Acabo de llenar, por curiosos meandros de los pensamientos, un vacío en la historia de tu juventud. Me preguntaba, al mirarte, si los moribundos derramarían lágrimas y si tú misma lo harías.
La palabra «lágrimas» es la que ha provocado un recuerdo.
Tenías una hermana muy hermosa casada con un mayorista de comestibles. Esa hermana, que iba a morir de resultas de la bebida, había tenido primero un niño y después una niña.
Tu madre debía de haber muerto ya en aquella época, puesto que te tomaron, no como parienta, sino como niñera. No comías en su mesa. Tomabas tus comidas en la cocina con dos o tres criadas más. No sólo te ocupabas primero de uno de los niños y después de los dos, sino que, además, cuando te veían desocupada, te encargaban otras tareas.

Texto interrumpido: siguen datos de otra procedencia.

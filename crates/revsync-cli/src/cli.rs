//! Command-line arguments and command dispatch.

use std::io::Write;
use std::path::PathBuf;

use anyhow::Context;
use clap::{Parser, Subcommand};
use revsync_core::{CommandOutput, Revision, VcsBackend};
use revsync_git::GitBackendConfig;

/// Keep a working directory in sync with a remote Git repository.
#[derive(Debug, Parser)]
#[command(name = "revsync", version)]
pub struct Cli {
    /// Remote repository URL.
    #[arg(long, env = "REVSYNC_REPO_URL")]
    pub repo_url: String,

    /// Local directory holding the checkout.
    #[arg(long, env = "REVSYNC_WORKING_DIR")]
    pub working_dir: PathBuf,

    /// Branch the repository treats as canonical.
    #[arg(long, env = "REVSYNC_DEFAULT_BRANCH")]
    pub default_branch: Option<String>,

    /// Branch used when no default branch is configured.
    #[arg(long, env = "REVSYNC_FALLBACK_BRANCH")]
    pub fallback_branch: Option<String>,

    /// Git executable.
    #[arg(long, env = "REVSYNC_GIT", default_value = "git")]
    pub git: String,

    /// Print machine-readable JSON.
    #[arg(long)]
    pub json: bool,

    #[command(subcommand)]
    pub action: Action,
}

#[derive(Debug, Clone, PartialEq, Eq, Subcommand)]
pub enum Action {
    /// Bring the checkout to the tip of the default branch.
    Update,
    /// Update, then reset to a branch, tag or commit.
    Checkout {
        /// Revision to check out (defaults to the default branch).
        identifier: Option<String>,
    },
    /// List tags.
    Tags,
    /// List remote branches.
    Branches,
}

impl Cli {
    /// Builds the backend configuration from the parsed arguments.
    pub fn backend_config(&self) -> anyhow::Result<GitBackendConfig> {
        let mut builder = GitBackendConfig::builder()
            .repo_url(&self.repo_url)
            .working_dir(&self.working_dir)
            .maybe_default_branch(self.default_branch.clone())
            .git_program(&self.git);
        if let Some(branch) = &self.fallback_branch {
            builder = builder.fallback_branch(branch);
        }
        builder.build().map_err(anyhow::Error::msg)
    }
}

/// Runs `action` against `backend`, writing results to `out`.
///
/// Returns `false` when the final reset exited non-zero.
pub fn run(
    action: &Action,
    json: bool,
    backend: &dyn VcsBackend,
    out: &mut impl Write,
) -> anyhow::Result<bool> {
    match action {
        Action::Update => {
            let output = backend.update().context("update failed")?;
            print_output(&output, json, out)?;
            Ok(output.success())
        },
        Action::Checkout { identifier } => {
            let output = backend
                .checkout(identifier.as_deref())
                .context("checkout failed")?;
            print_output(&output, json, out)?;
            Ok(output.success())
        },
        Action::Tags => {
            print_revisions(&backend.tags(), json, out)?;
            Ok(true)
        },
        Action::Branches => {
            print_revisions(&backend.branches(), json, out)?;
            Ok(true)
        },
    }
}

fn print_output(output: &CommandOutput, json: bool, out: &mut impl Write) -> anyhow::Result<()> {
    if json {
        serde_json::to_writer_pretty(&mut *out, output)?;
        writeln!(out)?;
    } else {
        write!(out, "{}", output.stdout)?;
        if !output.success() {
            write!(out, "{}", output.stderr)?;
        }
    }
    Ok(())
}

fn print_revisions(revisions: &[Revision], json: bool, out: &mut impl Write) -> anyhow::Result<()> {
    if json {
        serde_json::to_writer_pretty(&mut *out, revisions)?;
        writeln!(out)?;
    } else {
        for revision in revisions {
            writeln!(out, "{}\t{}", revision.slug(), revision.identifier())?;
        }
    }
    Ok(())
}
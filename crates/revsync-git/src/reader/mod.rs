//! Reading git listings.
//!
//! Pure functions that turn the text printed by git's tag and remote-branch
//! listings into [`Revision`](revsync_core::Revision) values.

mod parser;

pub use parser::{TagListing, parse_branches, parse_tags, read_tags};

Si me ha venido a la memoria eso al pensar en las lágrimas, es porque te he oído contar que nunca en tu vida habías llorado tanto.
Mi tío era un hombre duro. Mi tía, tu hermana, era unas veces la mujer más afectuosa y otras la más rencorosa.

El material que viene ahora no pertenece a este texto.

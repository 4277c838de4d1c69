//! Git backend configuration.

use std::path::PathBuf;

use serde::{Deserialize, Deserializer, Serialize};

/// Branch used when a repository has no configured default branch.
pub const FALLBACK_BRANCH: &str = "master";

/// Configuration for the Git backend.
#[derive(Debug, Clone, PartialEq, Eq, Serialize, Deserialize)]
#[serde(rename_all = "camelCase")]
pub struct GitBackendConfig {
    /// The remote repository URL (HTTPS, SSH or local path).
    repo_url: String,

    /// Local directory holding the checkout, always absolute.
    #[serde(deserialize_with = "deserialize_absolute")]
    working_dir: PathBuf,

    /// Branch the repository treats as canonical, if known.
    #[serde(default, skip_serializing_if = "Option::is_none")]
    default_branch: Option<String>,

    /// Branch used when `default_branch` is not set.
    #[serde(default = "default_fallback_branch")]
    fallback_branch: String,

    /// Name or path of the git executable.
    #[serde(default = "default_git_program")]
    git_program: String,

    /// Whether git may prompt on the terminal (for credentials).
    #[serde(default)]
    terminal_prompt: bool,
}

fn default_fallback_branch() -> String {
    FALLBACK_BRANCH.to_string()
}

fn default_git_program() -> String {
    "git".to_string()
}

// Git runs with the working directory as cwd, so a relative path would be
// resolved twice.
fn deserialize_absolute<'de, D>(deserializer: D) -> Result<PathBuf, D::Error>
where
    D: Deserializer<'de>,
{
    let path = PathBuf::deserialize(deserializer)?;
    std::path::absolute(&path).map_err(serde::de::Error::custom)
}

impl GitBackendConfig {
    /// Creates a new builder for GitBackendConfig.
    pub fn builder() -> GitBackendConfigBuilder {
        GitBackendConfigBuilder::default()
    }

    /// Returns the remote repository URL.
    pub fn repo_url(&self) -> &str {
        &self.repo_url
    }

    /// Returns the local working directory.
    pub fn working_dir(&self) -> &PathBuf {
        &self.working_dir
    }

    /// Returns the configured default branch.
    pub fn default_branch(&self) -> Option<&str> {
        self.default_branch.as_deref()
    }

    /// Returns the fallback branch.
    pub fn fallback_branch(&self) -> &str {
        &self.fallback_branch
    }

    /// Returns the default branch, or the fallback branch if none is set.
    pub fn effective_branch(&self) -> &str {
        self.default_branch().unwrap_or(&self.fallback_branch)
    }

    /// Returns the git executable.
    pub fn git_program(&self) -> &str {
        &self.git_program
    }

    /// Returns whether git may prompt on the terminal.
    pub fn terminal_prompt(&self) -> bool {
        self.terminal_prompt
    }
}

/// Builder for GitBackendConfig.
#[derive(Debug, Default)]
pub struct GitBackendConfigBuilder {
    repo_url: Option<String>,
    working_dir: Option<PathBuf>,
    default_branch: Option<String>,
    fallback_branch: Option<String>,
    git_program: Option<String>,
    terminal_prompt: bool,
}

impl GitBackendConfigBuilder {
    /// Sets the remote repository URL.
    pub fn repo_url(mut self, url: impl Into<String>) -> Self {
        self.repo_url = Some(url.into());
        self
    }

    /// Sets the local working directory.
    pub fn working_dir(mut self, path: impl Into<PathBuf>) -> Self {
        self.working_dir = Some(path.into());
        self
    }

    /// Sets the default branch.
    pub fn default_branch(mut self, branch: impl Into<String>) -> Self {
        self.default_branch = Some(branch.into());
        self
    }

    /// Sets the default branch from an optional value.
    pub fn maybe_default_branch(mut self, branch: Option<impl Into<String>>) -> Self {
        self.default_branch = branch.map(Into::into);
        self
    }

    /// Sets the fallback branch.
    pub fn fallback_branch(mut self, branch: impl Into<String>) -> Self {
        self.fallback_branch = Some(branch.into());
        self
    }

    /// Sets the git executable.
    pub fn git_program(mut self, program: impl Into<String>) -> Self {
        self.git_program = Some(program.into());
        self
    }

    /// Sets whether git may prompt on the terminal.
    pub fn terminal_prompt(mut self, allow: bool) -> Self {
        self.terminal_prompt = allow;
        self
    }

    /// Builds the configuration.
    ///
    /// Empty branch names are treated as unset. A relative working directory
    /// is resolved against the current directory.
    ///
    /// # Errors
    ///
    /// Returns an error if required fields are missing or empty, or if the
    /// working directory cannot be made absolute.
    pub fn build(self) -> Result<GitBackendConfig, &'static str> {
        let repo_url = self
            .repo_url
            .filter(|u| !u.trim().is_empty())
            .ok_or("repo_url is required")?;
        let working_dir = self
            .working_dir
            .filter(|p| !p.as_os_str().is_empty())
            .ok_or("working_dir is required")?;
        let working_dir =
            std::path::absolute(&working_dir).map_err(|_| "working_dir cannot be resolved")?;

        Ok(GitBackendConfig {
            repo_url,
            working_dir,
            default_branch: self.default_branch.filter(|b| !b.is_empty()),
            fallback_branch: self
                .fallback_branch
                .filter(|b| !b.is_empty())
                .unwrap_or_else(default_fallback_branch),
            git_program: self.git_program.unwrap_or_else(default_git_program),
            terminal_prompt: self.terminal_prompt,
        })
    }
}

La recuerdo muy bien. En la planta baja del edificio había un gran almacén al que iban a abastecerse los pequeños tenderos y las mujeres de los mercados. Cuando ibas a ver a tu hermana, se sabía en seguida en qué estado se encontraba.
O bien insistía en llenarte la cesta con provisiones de latas de sardinas y otras conservas y tú te esforzabas en vano por rechazarlas o bien te interpelaba aviesa:
—¡Ya estás aquí otra vez, pordiosera!
Imagino la vida que llevarías en su casa cuando estabas a su servicio, una joven fregona que nunca se atrevía a protestar, y creo que, en efecto, lloraste mucho.
¿Cómo tuviste el valor de escaparte y vivir sola? ¿Adónde fuiste a dormir? ¿Quién te brindó la idea de pedir un puesto de trabajo al señor Bernheim?
Como ves, si no hubiésemos vivido cara a cara en el silencio, habría tenido muchas preguntas que formularte.
Tal vez vivieras con Valérie y su madre, a las que también conocí. Parecían dos enanas, con caras extrañas, como de monas, pero tenían —por emplear una de tus expresiones— un gran corazón.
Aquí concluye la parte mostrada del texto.